*** Data shown ***

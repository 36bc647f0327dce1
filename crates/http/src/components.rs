// Copyright The AgentSmith-Hub Authors
// SPDX-License-Identifier: Apache-2.0

//! Component CRUD: stage a draft, apply it, delete it, or inspect its current state. All write
//! routes only make sense on the leader; a follower exposes the same read routes but rejects
//! writes with a [`cplane_core::Error::Conflict`] pointing at the leader-only contract.

use crate::error::ApiError;
use crate::AppState;
use axum::extract::{Path, State};
use axum::http::StatusCode;
use axum::response::IntoResponse;
use axum::routing::{get, post, put};
use axum::{Json, Router};
use cplane_core::{ComponentKind, Error};
use cplane_pending::{ApplyOrigin, ChangeOp, PendingChange};
use serde::{Deserialize, Serialize};

pub(crate) fn routes() -> Router<AppState> {
    Router::new()
        .route("/components/{kind}", get(list))
        .route(
            "/components/{kind}/{id}",
            get(get_one).put(stage).delete(delete),
        )
        .route("/components/{kind}/{id}/apply", put(apply))
        .route("/components/{kind}/{id}/start", post(start))
        .route("/components/{kind}/{id}/stop", post(stop))
}

fn parse_kind(raw: &str) -> Result<ComponentKind, ApiError> {
    ComponentKind::parse(raw).ok_or_else(|| ApiError(Error::validation(format!("unknown component kind '{raw}'"))))
}

fn require_leader(state: &AppState) -> Result<(), ApiError> {
    if state.is_leader {
        Ok(())
    } else {
        Err(ApiError(Error::Conflict {
            context: cplane_core::Context::default(),
            message: "this node is a follower; submit writes to the leader".to_string(),
        }))
    }
}

#[derive(Serialize)]
struct ComponentView {
    id: String,
    status: String,
    raw: String,
}

impl From<cplane_catalog::ComponentInstance> for ComponentView {
    fn from(instance: cplane_catalog::ComponentInstance) -> Self {
        Self {
            id: instance.id.to_string(),
            status: format!("{:?}", instance.status).to_lowercase(),
            raw: instance.raw,
        }
    }
}

async fn list(State(state): State<AppState>, Path(kind): Path<String>) -> Result<impl IntoResponse, ApiError> {
    let kind = parse_kind(&kind)?;
    let items: Vec<ComponentView> = state.catalog.list_all(kind).into_iter().map(Into::into).collect();
    Ok(Json(items))
}

async fn get_one(State(state): State<AppState>, Path((kind, id)): Path<(String, String)>) -> Result<impl IntoResponse, ApiError> {
    let kind = parse_kind(&kind)?;
    let instance = state.catalog.get(kind, &id).ok_or_else(|| ApiError(Error::not_found(kind, id.clone())))?;
    Ok(Json(ComponentView::from(instance)))
}

#[derive(Deserialize)]
struct RawBody {
    raw: String,
}

async fn stage(
    State(state): State<AppState>,
    Path((kind, id)): Path<(String, String)>,
    Json(body): Json<RawBody>,
) -> Result<impl IntoResponse, ApiError> {
    require_leader(&state)?;
    let kind = parse_kind(&kind)?;
    let created = state.pcm.stage(kind, &id, body.raw)?;
    Ok((StatusCode::OK, Json(serde_json::json!({ "staged": created }))))
}

async fn apply(
    State(state): State<AppState>,
    Path((kind, id)): Path<(String, String)>,
    body: Option<Json<RawBody>>,
) -> Result<impl IntoResponse, ApiError> {
    require_leader(&state)?;
    let kind = parse_kind(&kind)?;
    let raw = match body {
        Some(Json(body)) => body.raw,
        None => state
            .catalog
            .get_draft(kind, &id)
            .ok_or_else(|| ApiError(Error::validation("no draft staged and no body provided")))?,
    };
    state
        .pcm
        .apply_single(PendingChange { kind, id, op: ChangeOp::Upsert { raw } }, ApplyOrigin::Local)
        .await?;
    Ok(StatusCode::OK)
}

async fn delete(State(state): State<AppState>, Path((kind, id)): Path<(String, String)>) -> Result<impl IntoResponse, ApiError> {
    require_leader(&state)?;
    let kind = parse_kind(&kind)?;
    state
        .pcm
        .apply_single(PendingChange { kind, id, op: ChangeOp::Delete }, ApplyOrigin::Local)
        .await?;
    Ok(StatusCode::NO_CONTENT)
}

async fn start(State(state): State<AppState>, Path((kind, id)): Path<(String, String)>) -> Result<impl IntoResponse, ApiError> {
    require_leader(&state)?;
    let kind = parse_kind(&kind)?;
    state.pcm.start(kind, &id).await?;
    Ok(StatusCode::OK)
}

async fn stop(State(state): State<AppState>, Path((kind, id)): Path<(String, String)>) -> Result<impl IntoResponse, ApiError> {
    require_leader(&state)?;
    let kind = parse_kind(&kind)?;
    state.pcm.stop(kind, &id).await?;
    Ok(StatusCode::OK)
}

*** End of Data shown ***

◆ **Work to complete**: Make an exact transcription of the entries above.

◆ **Response**:
repository 36bc647f0327dce1
filename crates/http/src/components.rs
// Copyright The AgentSmith-Hub Authors
// SPDX-License-Identifier: Apache-2.0

//! Component CRUD: stage a draft, apply it, delete it, or inspect its current state. All write
//! routes only make sense on the leader; a follower exposes the same read routes but rejects
//! writes with a [`cplane_core::Error::Conflict`] pointing at the leader-only contract.

use crate::error::ApiError;
use crate::AppState;
use axum::extract::{Path, State};
use axum::http::StatusCode;
use axum::response::IntoResponse;
use axum::routing::{get, post, put};
use axum::{Json, Router};
use cplane_core::{ComponentKind, Error};
use cplane_pending::{ApplyOrigin, ChangeOp, PendingChange};
use serde::{Deserialize, Serialize};

pub(crate) fn routes() -> Router<AppState> {
    Router::new()
        .route("/components/{kind}", get(list))
        .route(
            "/components/{kind}/{id}",
            get(get_one).put(stage).delete(delete),
        )
        .route("/components/{kind}/{id}/apply", put(apply))
        .route("/components/{kind}/{id}/start", post(start))
        .route("/components/{kind}/{id}/stop", post(stop))
}

fn parse_kind(raw: &str) -> Result<ComponentKind, ApiError> {
    ComponentKind::parse(raw).ok_or_else(|| ApiError(Error::validation(format!("unknown component kind '{raw}'"))))
}

fn require_leader(state: &AppState) -> Result<(), ApiError> {
    if state.is_leader {
        Ok(())
    } else {
        Err(ApiError(Error::Conflict {
            context: cplane_core::Context::default(),
            message: "this node is a follower; submit writes to the leader".to_string(),
        }))
    }
}

#[derive(Serialize)]
struct ComponentView {
    id: String,
    status: String,
    raw: String,
}

impl From<cplane_catalog::ComponentInstance> for ComponentView {
    fn from(instance: cplane_catalog::ComponentInstance) -> Self {
        Self {
            id: instance.id.to_string(),
            status: format!("{:?}", instance.status).to_lowercase(),
            raw: instance.raw,
        }
    }
}

async fn list(State(state): State<AppState>, Path(kind): Path<String>) -> Result<impl IntoResponse, ApiError> {
    let kind = parse_kind(&kind)?;
    let items: Vec<ComponentView> = state.catalog.list_all(kind).into_iter().map(Into::into).collect();
    Ok(Json(items))
}

async fn get_one(State(state): State<AppState>, Path((kind, id)): Path<(String, String)>) -> Result<impl IntoResponse, ApiError> {
    let kind = parse_kind(&kind)?;
    let instance = state.catalog.get(kind, &id).ok_or_else(|| ApiError(Error::not_found(kind, id.clone())))?;
    Ok(Json(ComponentView::from(instance)))
}

#[derive(Deserialize)]
struct RawBody {
    raw: String,
}

async fn stage(
    State(state): State<AppState>,
    Path((kind, id)): Path<(String, String)>,
    Json(body): Json<RawBody>,
) -> Result<impl IntoResponse, ApiError> {
    require_leader(&state)?;
    let kind = parse_kind(&kind)?;
    let created = state.pcm.stage(kind, &id, body.raw)?;
    Ok((StatusCode::OK, Json(serde_json::json!({ "staged": created }))))
}

async fn apply(
    State(state): State<AppState>,
    Path((kind, id)): Path<(String, String)>,
    body: Option<Json<RawBody>>,
) -> Result<impl IntoResponse, ApiError> {
    require_leader(&state)?;
    let kind = parse_kind(&kind)?;
    let raw = match body {
        Some(Json(body)) => body.raw,
        None => state
            .catalog
            .get_draft(kind, &id)
            .ok_or_else(|| ApiError(Error::validation("no draft staged and no body provided")))?,
    };
    state
        .pcm
        .apply_single(PendingChange { kind, id, op: ChangeOp::Upsert { raw } }, ApplyOrigin::Local)
        .await?;
    Ok(StatusCode::OK)
}

async fn delete(State(state): State<AppState>, Path((kind, id)): Path<(String, String)>) -> Result<impl IntoResponse, ApiError> {
    require_leader(&state)?;
    let kind = parse_kind(&kind)?;
    state
        .pcm
        .apply_single(PendingChange { kind, id, op: ChangeOp::Delete }, ApplyOrigin::Local)
        .await?;
    Ok(StatusCode::NO_CONTENT)
}

async fn start(State(state): State<AppState>, Path((kind, id)): Path<(String, String)>) -> Result<impl IntoResponse, ApiError> {
    require_leader(&state)?;
    let kind = parse_kind(&kind)?;
    state.pcm.start(kind, &id).await?;
    Ok(StatusCode::OK)
}

async fn stop(State(state): State<AppState>, Path((kind, id)): Path<(String, String)>) -> Result<impl IntoResponse, ApiError> {
    require_leader(&state)?;
    let kind = parse_kind(&kind)?;
    state.pcm.stop(kind, &id).await?;
    Ok(StatusCode::OK)
}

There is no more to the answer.